▶ [AVAILABLE DATA]:
▼
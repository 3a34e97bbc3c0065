//! Web server module.
//!
//! Provides the axum-based HTTP surface: the session-event interface, the
//! campaign-activation interface, and inspection endpoints. All business
//! logic lives in the engine modules; handlers only validate and forward.

pub mod auth;
pub mod routes;

use std::sync::Arc;

use axum::Router;
use tower_http::cors::{Any, CorsLayer};
use tracing::info;

use crate::AppState;

/// Build the complete axum router.
pub fn build_router(state: Arc<AppState>) -> Router {
    let cors = CorsLayer::new()
        .allow_origin(Any)
        .allow_methods(Any)
        .allow_headers(Any);

    Router::new()
        .nest("/api", routes::api_router(state))
        .layer(cors)
}

/// Start the web server on the given port.
pub async fn start_server(state: Arc<AppState>, port: u16) -> anyhow::Result<()> {
    let app = build_router(state);

    let addr = std::net::SocketAddr::from(([0, 0, 0, 0], port));
    info!("Web server listening on http://0.0.0.0:{}", port);

    let listener = tokio::net::TcpListener::bind(addr).await?;
    axum::serve(listener, app).await?;

    Ok(())
}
▲
Having read the material, return all of it word for word.

repository 3a34e97bbc3c0065
//! Web server module.
//!
//! Provides the axum-based HTTP surface: the session-event interface, the
//! campaign-activation interface, and inspection endpoints. All business
//! logic lives in the engine modules; handlers only validate and forward.

pub mod auth;
pub mod routes;

use std::sync::Arc;

use axum::Router;
use tower_http::cors::{Any, CorsLayer};
use tracing::info;

use crate::AppState;

/// Build the complete axum router.
pub fn build_router(state: Arc<AppState>) -> Router {
    let cors = CorsLayer::new()
        .allow_origin(Any)
        .allow_methods(Any)
        .allow_headers(Any);

    Router::new()
        .nest("/api", routes::api_router(state))
        .layer(cors)
}

/// Start the web server on the given port.
pub async fn start_server(state: Arc<AppState>, port: u16) -> anyhow::Result<()> {
    let app = build_router(state);

    let addr = std::net::SocketAddr::from(([0, 0, 0, 0], port));
    info!("Web server listening on http://0.0.0.0:{}", port);

    let listener = tokio::net::TcpListener::bind(addr).await?;
    axum::serve(listener, app).await?;

    Ok(())
}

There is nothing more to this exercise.